Os mandamentos de amar a Deus sobre todas as coisas e ao próximo nos amarram e nos protegem do canto das sereias do egoísmo, das paixões desordenadas, de naufragar o barco da fé.
Recorda-nos São João: “Foi assim que o amor de Deus se manifestou entre nós: Deus enviou o seu Filho único ao mundo, para que tenhamos vida por meio dele. Nisso consiste o amor: não fomos nós que amamos a Deus, mas foi ele que nos amou…” (1Jo 4,9-10). Deus amou-nos por primeiro, e não apenas uma vez, ao começo, senão sempre, cada dia, em cada momento.

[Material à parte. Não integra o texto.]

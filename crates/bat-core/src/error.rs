//! # Error Types
//!
//! Domain-specific error types for bat-core.
//!
//! ## Error Hierarchy
//! ```text
//! ┌─────────────────────────────────────────────────────────────────────┐
//! │                          Error Types                                │
//! │                                                                     │
//! │  bat-core errors (this file)                                        │
//! │  ├── CoreError        - Domain faults (impossible age)              │
//! │  └── ValidationError  - Registration input failures                 │
//! │                                                                     │
//! │  bat-store errors (separate crate)                                  │
//! │  └── StoreError       - File load/save failures                     │
//! │                                                                     │
//! │  NOT errors: an ineligible borrow request, a denied makerspace      │
//! │  visit, or a return with no matching loan. Those are ordinary       │
//! │  business outcomes and stay `bool`.                                 │
//! └─────────────────────────────────────────────────────────────────────┘
//! ```
//!
//! ## Design Principles
//! 1. Use `thiserror` for derive macros (not manual impl)
//! 2. Include context in error messages (the offending age, field name)
//! 3. Errors are enum variants, never String
//! 4. No sentinel values: where the legacy data model used an `"ERROR"`
//!    string alongside real categories, callers here get an `Err` branch
//!    they cannot confuse with a category

use thiserror::Error;

// =============================================================================
// Core Error
// =============================================================================

/// Core business rule errors.
///
/// These represent domain faults, not business outcomes. A classifier that
/// is handed an impossible age has nothing sensible to return; an eligible
/// patron being refused a tool does (that is `false`).
#[derive(Debug, Clone, PartialEq, Eq, Error)]
pub enum CoreError {
    /// Age is outside the recognised domain.
    ///
    /// ## When This Occurs
    /// - Age below [`crate::MIN_PATRON_AGE`] (zero or negative)
    /// - Age above [`crate::MAX_PATRON_AGE`]
    #[error("Age {age} is outside the valid range")]
    InvalidAge { age: i64 },

    /// Validation error (wraps ValidationError).
    #[error("Validation error: {0}")]
    Validation(#[from] ValidationError),
}

// =============================================================================
// Validation Error
// =============================================================================

/// Registration input validation errors.
///
/// These occur when user input doesn't meet requirements.
/// Used for early validation before a patron record is created.
#[derive(Debug, Clone, PartialEq, Eq, Error)]
pub enum ValidationError {
    /// A required field is missing or empty.
    #[error("{field} is required")]
    Required { field: String },

    /// Field value is too long.
    #[error("{field} must be at most {max} characters")]
    TooLong { field: String, max: usize },

    /// Numeric value is out of range.
    #[error("{field} must be between {min} and {max}")]
    OutOfRange { field: String, min: i64, max: i64 },
}

// =============================================================================
// Result Type Alias
// =============================================================================

/// Convenience type alias for Results with CoreError.
pub type CoreResult<T> = Result<T, CoreError>;

// =============================================================================
// Unit Tests
// =============================================================================
//! # Store Error Types
//!
//! Error types for file operations.
//!
//! ## Error Flow
//! ```text
//! ┌─────────────────────────────────────────────────────────────────────┐
//! │                      Error Propagation                              │
//! │                                                                     │
//! │  std::io::Error / serde_json::Error                                 │
//! │       │                                                             │
//! │       ▼                                                             │
//! │  StoreError (this module) ← adds the offending path                 │
//! │       │                                                             │
//! │       ▼                                                             │
//! │  Terminal app logs it and aborts the session; there is nothing to   │
//! │  run a library session on without its data files.                   │
//! └─────────────────────────────────────────────────────────────────────┘
//! ```

use std::path::PathBuf;
use thiserror::Error;

/// Persistence errors.
///
/// Every variant carries the file path: "couldn't parse JSON" is useless
/// to an operator without knowing which of the two files is broken.
#[derive(Debug, Error)]
pub enum StoreError {
    /// Data file could not be read.
    ///
    /// ## When This Occurs
    /// - File missing (wrong working directory, first run without seed data)
    /// - Permission problems
    #[error("Failed to read {}: {source}", path.display())]
    ReadFailed {
        path: PathBuf,
        #[source]
        source: std::io::Error,
    },

    /// Data file could not be written.
    #[error("Failed to write {}: {source}", path.display())]
    WriteFailed {
        path: PathBuf,
        #[source]
        source: std::io::Error,
    },

    /// Data file exists but is not the expected JSON shape.
    #[error("Malformed data in {}: {source}", path.display())]
    Malformed {
        path: PathBuf,
        #[source]
        source: serde_json::Error,
    },

    /// Registration input rejected by the core rules.
    #[error(transparent)]
    Validation(#[from] bat_core::ValidationError),
}

/// Result type for store operations.
pub type StoreResult<T> = Result<T, StoreError>;
//! # The Library
//!
//! The owned, in-memory form of the two data files: the patron register
//! and the item catalogue.
//!
//! ## Session Shape
//! ```text
//! ┌─────────────────────────────────────────────────────────────────────┐
//! │                        A BAT Session                                │
//! │                                                                     │
//! │  Library::load(config) ──► screens mutate patrons / catalogue ──►   │
//! │  library.save(config)                                               │
//! │                                                                     │
//! │  No file handle stays open between those two calls; the session     │
//! │  is single-user and the files are small.                            │
//! └─────────────────────────────────────────────────────────────────────┘
//! ```
//!
//! The collections are public: this is the "explicitly passed repository"
//! that replaces the legacy system's global mutable lists. Decision logic
//! stays in `bat-core`; the Library only finds records and owns them.

use std::fs;
use std::path::Path;

use serde::de::DeserializeOwned;
use serde::Serialize;
use tracing::{debug, info};

use bat_core::validation::{validate_patron_age, validate_patron_name};
use bat_core::{BorrowableItem, Patron};

use crate::config::StoreConfig;
use crate::error::{StoreError, StoreResult};

/// The patron register and item catalogue, loaded from disk.
#[derive(Debug, Clone, Default, PartialEq)]
pub struct Library {
    /// All registered patrons.
    pub patrons: Vec<Patron>,

    /// All borrowable items.
    pub catalogue: Vec<BorrowableItem>,
}

impl Library {
    /// Loads both data files.
    ///
    /// ## Errors
    /// [`StoreError::ReadFailed`] when a file cannot be opened,
    /// [`StoreError::Malformed`] when it does not parse as the expected
    /// JSON array. Either way the session cannot start.
    pub fn load(config: &StoreConfig) -> StoreResult<Self> {
        let patrons: Vec<Patron> = read_records(&config.patrons_path)?;
        let catalogue: Vec<BorrowableItem> = read_records(&config.catalogue_path)?;

        info!(
            patrons = patrons.len(),
            items = catalogue.len(),
            "Library data loaded"
        );

        Ok(Library { patrons, catalogue })
    }

    /// Saves both data files, pretty-printed.
    pub fn save(&self, config: &StoreConfig) -> StoreResult<()> {
        write_records(&config.patrons_path, &self.patrons)?;
        write_records(&config.catalogue_path, &self.catalogue)?;

        info!(
            patrons = self.patrons.len(),
            items = self.catalogue.len(),
            "Library data saved"
        );

        Ok(())
    }

    /// Registers a new patron and returns their id.
    ///
    /// Ids are sequential: one past the highest id currently in the
    /// register. The new patron starts with a clear balance, no trainings
    /// and no loans.
    ///
    /// ## Errors
    /// [`StoreError::Validation`] when the name is empty/too long or the
    /// age does not classify. The register is untouched on error.
    pub fn register_patron(&mut self, name: &str, age: i64) -> StoreResult<u32> {
        validate_patron_name(name)?;
        validate_patron_age(age)?;

        let id = self.next_patron_id();
        self.patrons.push(Patron::new(id, name.trim(), age));

        info!(id, age, "Registered patron");
        Ok(id)
    }

    /// The id the next registered patron will receive.
    pub fn next_patron_id(&self) -> u32 {
        self.patrons.iter().map(|p| p.id).max().unwrap_or(0) + 1
    }

    /// Mutable access to a patron and an item at the same time, for the
    /// loan lifecycle. `None` if either id is unknown.
    pub fn loan_pair(
        &mut self,
        patron_id: u32,
        item_id: u32,
    ) -> Option<(&mut Patron, &mut BorrowableItem)> {
        let patron = self.patrons.iter_mut().find(|p| p.id == patron_id)?;
        let item = self.catalogue.iter_mut().find(|i| i.id == item_id)?;
        Some((patron, item))
    }
}

// =============================================================================
// File Helpers
// =============================================================================

fn read_records<T: DeserializeOwned>(path: &Path) -> StoreResult<Vec<T>> {
    debug!(path = %path.display(), "Reading data file");

    let contents = fs::read_to_string(path).map_err(|source| StoreError::ReadFailed {
        path: path.to_path_buf(),
        source,
    })?;

    serde_json::from_str(&contents).map_err(|source| StoreError::Malformed {
        path: path.to_path_buf(),
        source,
    })
}

fn write_records<T: Serialize>(path: &Path, records: &[T]) -> StoreResult<()> {
    debug!(path = %path.display(), "Writing data file");

    // Pretty-print: these files are edited by hand when seeding.
    let contents =
        serde_json::to_string_pretty(records).expect("record types serialize infallibly");

    fs::write(path, contents).map_err(|source| StoreError::WriteFailed {
        path: path.to_path_buf(),
        source,
    })
}

// =============================================================================
// Unit Tests
// =============================================================================

#[cfg(test)]
mod tests {
    use super::*;
    use bat_core::{ItemKind, Money};

    /// A config pointing at a fresh scratch directory.
    fn scratch_config(tag: &str) -> StoreConfig {
        let dir = std::env::temp_dir().join(format!("bat-store-{}-{}", std::process::id(), tag));
        fs::create_dir_all(&dir).unwrap();
        StoreConfig::in_dir(dir)
    }

    fn sample_library() -> Library {
        let mut patron = Patron::new(1, "Timothy Allen", 13);
        patron.gardening_tool_training = true;
        patron.outstanding_fees = Money::from_cents(150);

        Library {
            patrons: vec![patron, Patron::new(2, "Hannah Taylor", 25)],
            catalogue: vec![BorrowableItem {
                id: 101,
                name: "Story book".to_string(),
                kind: ItemKind::Book,
                year: 2020,
                number_owned: 8,
                on_loan: 0,
            }],
        }
    }

    #[test]
    fn test_save_then_load_round_trips() {
        let config = scratch_config("round-trip");
        let library = sample_library();

        library.save(&config).unwrap();
        let loaded = Library::load(&config).unwrap();

        assert_eq!(loaded, library);
    }

    #[test]
    fn test_saved_catalogue_uses_original_field_names() {
        let config = scratch_config("field-names");
        sample_library().save(&config).unwrap();

        let raw = fs::read_to_string(&config.catalogue_path).unwrap();
        let value: serde_json::Value = serde_json::from_str(&raw).unwrap();
        assert_eq!(value[0]["item_id"], 101);
        assert_eq!(value[0]["item_name"], "Story book");
        assert_eq!(value[0]["item_type"], "Book");
    }

    #[test]
    fn test_load_missing_file() {
        let config = StoreConfig::in_dir("no/such/directory");
        let err = Library::load(&config).unwrap_err();
        assert!(matches!(err, StoreError::ReadFailed { .. }));
    }

    #[test]
    fn test_load_malformed_file() {
        let config = scratch_config("malformed");
        fs::write(&config.patrons_path, "{ not json ]").unwrap();

        let err = Library::load(&config).unwrap_err();
        assert!(matches!(err, StoreError::Malformed { .. }));
    }

    #[test]
    fn test_register_patron_assigns_sequential_ids() {
        let mut library = sample_library();

        let id = library.register_patron("Er Jun Yet", 25).unwrap();
        assert_eq!(id, 3);
        assert_eq!(library.patrons.len(), 3);

        let newcomer = library.patrons.last().unwrap();
        assert_eq!(newcomer.name, "Er Jun Yet");
        assert_eq!(newcomer.age, 25);
        assert!(newcomer.loans.is_empty());
        assert!(newcomer.outstanding_fees.is_zero());
    }

    #[test]
    fn test_register_patron_rejects_bad_input() {
        let mut library = sample_library();

        assert!(library.register_patron("   ", 25).is_err());
        assert!(library.register_patron("Er Jun Yet", 0).is_err());
        assert!(library.register_patron("Er Jun Yet", 200).is_err());

        // Register untouched on failure.
        assert_eq!(library.patrons.len(), 2);
    }

    #[test]
    fn test_loan_pair() {
        let mut library = sample_library();

        assert!(library.loan_pair(1, 101).is_some());
        assert!(library.loan_pair(99, 101).is_none());
        assert!(library.loan_pair(1, 999).is_none());
    }
}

Por esse amor é que podemos alcançar a força para amar a Deus, ao próximo, e para obtermos o perdão cada vez que falhamos.
O amor verdadeiro não quer ser volúvel, não quer cansar de amar, vive para o amor. O dever de amar tira do amor o volúvel e o ancora na eternidade. O dever de amar resguarda o amor do desespero e o faz independente das circunstâncias e dos sentimentos. Quem ama é muito feliz de dever amar, pois sabe que assim encontra mais realização e felicidade. Unicamente quando existe o dever de amar, o amor está garantido contra toda variação.
O dever de amar, ser fiel ao compromisso do amor, protege-o não só de cansar-se e voltar atrás, mudando o objeto do amor, porém protege de outro mal: acostumar-se, acomodar-se, extinguindo a alegria e o entusiasmo do amor. O dever de amar é renovado cada dia, diferentemente do instinto, da atração natural, que vai e vem e se debilita com o passar do tempo.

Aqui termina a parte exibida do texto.